Published:Wednesday | October 27, 2021 | 10:35 AM
In this October 25, 2021, file photo, President Jair Bolsonaro attends the launching ceremony of the National Green Growth Program at the Planalto presidential palace in Brasilia, Brazil. A Brazilian Senate committee will vote Tuesday, October 26, on a report recommending Bolsonaro face a series of criminal indictments for actions that allegedly added to the world's second-highest COVID-19 death toll. (AP Photo/Eraldo Peres, File)

BRASILIA, Brazil (AP) — A Brazilian Senate committee recommended on Tuesday that President Jair Bolsonaro face a series of criminal indictments for actions and omissions related to the world's second highest COVID-19 death toll.

The 7-to-4 vote was the culmination of a six-month committee investigation of the government's handling of the pandemic.

It formally approved a report calling for prosecutors to try Bolsonaro on charges ranging from charlatanism and inciting crime to misuse of public funds and crimes against humanity, and in doing so hold him responsible for many of Brazil's more than 600,000 COVID-19 deaths.

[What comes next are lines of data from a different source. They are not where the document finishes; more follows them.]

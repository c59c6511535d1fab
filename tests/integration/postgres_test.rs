//! PostgreSQL store tests.
//!
//! Each test creates its own temporary `products` table, so any database
//! the DATABASE_URL user can write to will do.

use shelf_lookup::db::{PostgresStore, ProductStore, Value};
use sqlx::postgres::PgPoolOptions;

/// Helper to get test database URL from environment.
fn get_test_database_url() -> Option<String> {
    std::env::var("DATABASE_URL").ok()
}

/// Connects a single-connection store whose session sees a seeded temp table.
async fn get_test_store() -> Option<PostgresStore> {
    let url = get_test_database_url()?;
    // Temp tables are per-session, so pin the pool to one connection.
    let pool = PgPoolOptions::new()
        .max_connections(1)
        .connect(&url)
        .await
        .ok()?;
    sqlx::raw_sql(
        r#"
        CREATE TEMP TABLE products (
            id INTEGER PRIMARY KEY,
            name TEXT NOT NULL,
            category TEXT NOT NULL,
            price NUMERIC(10, 2) NOT NULL,
            quantity INTEGER NOT NULL
        );
        INSERT INTO products VALUES
            (1, 'Whole Milk', 'dairy', 3.50, 24),
            (2, 'Cheddar', 'dairy', 6.00, 12),
            (3, 'Sourdough Loaf', 'bakery', 4.50, 8);
        "#,
    )
    .execute(&pool)
    .await
    .ok()?;

    Some(PostgresStore::from_pool(pool))
}

#[tokio::test]
async fn test_lookup_by_id() {
    let Some(store) = get_test_store().await else {
        eprintln!("Skipping test: DATABASE_URL not set");
        return;
    };

    let rows = store.lookup_by_id(2).await.unwrap();

    assert_eq!(rows.len(), 1);
    assert_eq!(rows[0][1], Value::from("Cheddar"));
    assert_eq!(rows[0][3], Value::Float(6.0));

    store.close().await.unwrap();
}

#[tokio::test]
async fn test_lookup_by_category() {
    let Some(store) = get_test_store().await else {
        eprintln!("Skipping test: DATABASE_URL not set");
        return;
    };

    let rows = store.lookup_by_category("dairy").await.unwrap();
    assert_eq!(rows.len(), 2);
    assert_eq!(rows[0][0], Value::Int(1));
    assert_eq!(rows[0].len(), 4);

    assert!(store.lookup_by_category("").await.unwrap().is_empty());

    store.close().await.unwrap();
}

The president has denied wrongdoing, and the decision on whether to file most of the charges will be up to Prosecutor-General Augusto Aras, a Bolsonaro appointee who is widely viewed as protecting him.

The allegation of crimes against humanity would need to be pursued by the International Criminal Court.

Senator Omar Aziz, the chairman of the inquiry, said he would deliver the recommendation to the prosecutor-general Wednesday morning. Aras' office said the report would be carefully reviewed as soon as it is received.

Regardless of whether charges are filed, the report is expected to fuel criticism of the divisive president, whose approval ratings have slumped ahead of his 2022 reelection campaign — in large part because of Brazil's outsize COVID-19 death toll.

The investigation itself has for months provided a drumbeat of damaging allegations.

Since the start of the pandemic, Bolsonaro has sabotaged local leaders' restrictions on activity aimed at stopping the virus' spread, saying the economy needed to keep humming so the poor did not suffer worse hardship.

He also has insistently touted an anti-malaria drug long after broad testing showed it isn't effective against COVID-19, assembled crowds without wearing masks and sowed doubt about vaccines.

Bolsonaro has defended himself by saying he was among the few world leaders courageous enough to defy political correctness and global health recommendations, and that he hasn't erred in the slightest.